Nova Scotia

Charles P. Allen high students glimpse Haitian school they funded

A remote Haitian village is rejoicing in its new school, entirely constructed by its residents using funds donated by Nova Scotians.

Nova Scotia RCMP also helped fund school in remote village on island of La Gonave

Children play in front of Terre Sel school on La Gonave, Haiti. (Shaina Luck)

A remote Haitian village is rejoicing in its new school, entirely constructed by its residents using funds donated by Nova Scotians. 

In 2008, students at Charles P. Allen High School were able to raise $10,000 towards the construction of a school for the village of Terre Sel, on the Haitian island of La Gonave. 

Nova Scotia RCMP members also contributed toward the building. Construction finished in 2015, at a cost of approximately $39,000. 

The previous school building in Terre Sel was small and dark, and inadequate for the needs of its 77 students. 

The village is in one of the most remote and inaccessible parts of the mountainous island. The main route into the community is a bumpy trail, and it takes about three hours to drive there from the nearest large town. 

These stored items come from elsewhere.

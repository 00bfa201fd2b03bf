//! Reservation state and its transition rules.
//!
//! [`ReservationState`] is the single mutable entity the agent owns. It is
//! only ever changed through [`ReservationState::apply`], which takes one of
//! the [`Transition`] variants and reports what happened (including what the
//! deadline timer should do next) as a [`TransitionOutcome`].
//!
//! Invariants maintained by `apply`:
//! - `Free` / `Inactive` => no `reserved_at`, no `predicted_end_time`.
//! - `reserved_at` present => status is `Reserved`.
//! - a deadline is only ever armed for `Reserved` with a `predicted_end_time`.

use chrono::{DateTime, Duration, Utc};
use serde::Serialize;

use crate::status::ReservationStatus;

// ---------------------------------------------------------------------------
// Operators (audit labels)
// ---------------------------------------------------------------------------

pub const OPERATOR_ADMIN: &str = "admin";
pub const OPERATOR_AUTHORITY_COMMAND: &str = "authority-command";
pub const OPERATOR_AUTHORITY_SYNC: &str = "authority-sync";
pub const OPERATOR_DEADLINE: &str = "deadline";
pub const OPERATOR_PROBABILISTIC: &str = "probabilistic";

// ---------------------------------------------------------------------------
// Types
// ---------------------------------------------------------------------------

/// Reservation details supplied by the authority when it reports `RESERVED`.
#[derive(Debug, Clone, PartialEq, Eq)]
pub struct ReserveDetails {
    pub start_time: DateTime<Utc>,
    pub predicted_end_time: DateTime<Utc>,
    /// Who holds the reservation on the authority side, if it says.
    pub reserved_by: Option<String>,
}

/// The only ways the reservation state can change.
#[derive(Debug, Clone, PartialEq, Eq)]
pub enum Transition {
    /// Administrative override from the control surface.
    ForceStatus(ReservationStatus),
    /// Pending `RESERVE` command picked up from the authority.
    RemoteReserve,
    /// Pending `RELEASE` command picked up from the authority.
    RemoteRelease,
    /// Fold of the authority's canonical status into local state.
    FoldRemote {
        status: ReservationStatus,
        details: Option<ReserveDetails>,
    },
    /// The deadline timer fired (or was armed with a past deadline).
    DeadlineExpired,
    /// The probabilistic release check fired.
    ProbabilisticRelease,
}

impl Transition {
    /// Label recorded in the audit trail for this transition.
    pub fn operator(&self) -> &'static str {
        match self {
            Self::ForceStatus(_) => OPERATOR_ADMIN,
            Self::RemoteReserve | Self::RemoteRelease => OPERATOR_AUTHORITY_COMMAND,
            Self::FoldRemote { .. } => OPERATOR_AUTHORITY_SYNC,
            Self::DeadlineExpired => OPERATOR_DEADLINE,
            Self::ProbabilisticRelease => OPERATOR_PROBABILISTIC,
        }
    }
}

/// Inputs a transition needs besides the state itself.
#[derive(Debug, Clone, Copy)]
pub struct TransitionContext {
    pub now: DateTime<Utc>,
    /// Hold duration the agent grants when it owns the deadline
    /// (forced or command-driven reservations).
    pub hold: Duration,
}

/// What the deadline timer should do after a transition.
#[derive(Debug, Clone, Copy, PartialEq, Eq)]
pub enum DeadlineAction {
    /// Leave the timer as it is.
    Keep,
    /// Cancel any existing timer and arm a new one against this deadline.
    Arm(DateTime<Utc>),
    /// Cancel any existing timer.
    Disarm,
}

/// Result of [`ReservationState::apply`].
#[derive(Debug, Clone, Copy, PartialEq, Eq)]
pub struct TransitionOutcome {
    pub from: ReservationStatus,
    pub to: ReservationStatus,
    /// `false` when the transition was rejected as a no-op.
    pub applied: bool,
    pub deadline: DeadlineAction,
}

impl TransitionOutcome {
    fn noop(status: ReservationStatus) -> Self {
        Self {
            from: status,
            to: status,
            applied: false,
            deadline: DeadlineAction::Keep,
        }
    }

    pub fn is_noop(&self) -> bool {
        !self.applied
    }
}

/// Local view of one resource's reservation.
///
/// Created `Free` at startup and never persisted.
#[derive(Debug, Clone, Default, PartialEq, Eq, Serialize)]
#[serde(rename_all = "camelCase")]
pub struct ReservationState {
    status: ReservationStatus,
    reserved_at: Option<DateTime<Utc>>,
    predicted_end_time: Option<DateTime<Utc>>,
    reserved_by: Option<String>,
    /// Only read by the debounce guard; never sent to the authority.
    last_reported_at: Option<DateTime<Utc>>,
    /// When the last applied transition happened. Covers the gap between a
    /// local change and the completion of its push.
    #[serde(skip)]
    last_changed_at: Option<DateTime<Utc>>,
    first_connection_done: bool,
}

// ---------------------------------------------------------------------------
// State machine
// ---------------------------------------------------------------------------

impl ReservationState {
    pub fn new() -> Self {
        Self::default()
    }

    pub fn status(&self) -> ReservationStatus {
        self.status
    }

    pub fn reserved_at(&self) -> Option<DateTime<Utc>> {
        self.reserved_at
    }

    pub fn predicted_end_time(&self) -> Option<DateTime<Utc>> {
        self.predicted_end_time
    }

    pub fn reserved_by(&self) -> Option<&str> {
        self.reserved_by.as_deref()
    }

    pub fn last_reported_at(&self) -> Option<DateTime<Utc>> {
        self.last_reported_at
    }

    pub fn first_connection_done(&self) -> bool {
        self.first_connection_done
    }

    /// Apply a transition, returning a no-op outcome when the transition
    /// does not make sense from the current status.
    pub fn apply(&mut self, transition: &Transition, ctx: &TransitionContext) -> TransitionOutcome {
        let from = self.status;

        let deadline = match transition {
            Transition::ForceStatus(target) => {
                if *target == from {
                    return TransitionOutcome::noop(from);
                }
                match target {
                    ReservationStatus::Reserved => self.reserve(ctx.now, ctx.now + ctx.hold, None),
                    other => self.clear(*other),
                }
            }
            Transition::RemoteReserve => {
                if from != ReservationStatus::Free {
                    return TransitionOutcome::noop(from);
                }
                self.reserve(ctx.now, ctx.now + ctx.hold, None)
            }
            Transition::RemoteRelease
            | Transition::DeadlineExpired
            | Transition::ProbabilisticRelease => {
                if from != ReservationStatus::Reserved {
                    return TransitionOutcome::noop(from);
                }
                self.clear(ReservationStatus::Free)
            }
            Transition::FoldRemote { status, details } => {
                if *status == from {
                    return TransitionOutcome::noop(from);
                }
                match (status, details) {
                    (ReservationStatus::Reserved, Some(details)) => self.reserve(
                        details.start_time,
                        details.predicted_end_time,
                        details.reserved_by.clone(),
                    ),
                    (ReservationStatus::Reserved, None) => {
                        // No end time from the authority: reserved, but nothing to arm.
                        self.status = ReservationStatus::Reserved;
                        self.reserved_at = Some(ctx.now);
                        self.predicted_end_time = None;
                        self.reserved_by = None;
                        DeadlineAction::Disarm
                    }
                    (other, _) => self.clear(*other),
                }
            }
        };

        self.last_changed_at = Some(ctx.now);
        TransitionOutcome {
            from,
            to: self.status,
            applied: true,
            deadline,
        }
    }

    /// Record a successful push to the authority.
    pub fn mark_reported(&mut self, at: DateTime<Utc>) {
        self.first_connection_done = true;
        self.last_reported_at = Some(at);
    }

    /// Whether a push, or a local change whose push may still be in flight,
    /// happened less than `window` before `now`.
    ///
    /// A reconcile fold inside this window would most likely re-apply data
    /// the authority has not caught up on yet.
    pub fn within_debounce(&self, now: DateTime<Utc>, window: Duration) -> bool {
        self.last_reported_at
            .max(self.last_changed_at)
            .is_some_and(|at| now.signed_duration_since(at) < window)
    }

    /// How long the current reservation has been held, if reserved.
    pub fn held_for(&self, now: DateTime<Utc>) -> Option<Duration> {
        match (self.status, self.reserved_at) {
            (ReservationStatus::Reserved, Some(at)) => Some(now.signed_duration_since(at)),
            _ => None,
        }
    }

    /// Check the field-level invariants, describing the first violation.
    pub fn check_invariants(&self) -> Result<(), String> {
        match self.status {
            ReservationStatus::Reserved => {
                if self.reserved_at.is_none() {
                    return Err("RESERVED without reserved_at".into());
                }
            }
            other => {
                if self.reserved_at.is_some() || self.predicted_end_time.is_some() {
                    return Err(format!("{other} carries reservation timestamps"));
                }
            }
        }
        Ok(())
    }

    fn reserve(
        &mut self,
        start: DateTime<Utc>,
        end: DateTime<Utc>,
        reserved_by: Option<String>,
    ) -> DeadlineAction {
        self.status = ReservationStatus::Reserved;
        self.reserved_at = Some(start);
        self.predicted_end_time = Some(end);
        self.reserved_by = reserved_by;
        DeadlineAction::Arm(end)
    }

    fn clear(&mut self, status: ReservationStatus) -> DeadlineAction {
        self.status = status;
        self.reserved_at = None;
        self.predicted_end_time = None;
        self.reserved_by = None;
        DeadlineAction::Disarm
    }
}

// ---------------------------------------------------------------------------
// Tests
// ---------------------------------------------------------------------------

CBC took video of the school in Haiti and brought it to the Bedford, N.S., students to get their reactions. 

"Usually we'll raise money for some place but we don't know what the money's actually going to. So seeing the school actually made, and the students, and how it's affecting people's lives is very interesting," said Thomas Downs, who is in Grade 12 at Charles P. Allen. 

"It was a good reminder to show how fortunate we are, and how we can take advantage of how we live. It also made me feel pretty cool to show how you can have such an impact on someone else's life."

Feeling fortunate

"I liked how we got to see where the money went, because normally when you fundraise for something you don't always know exactly where it goes," said Caitlyn Sponagle, also in Grade 12. "But through the video we were able to see how it impacted all those children's lives," 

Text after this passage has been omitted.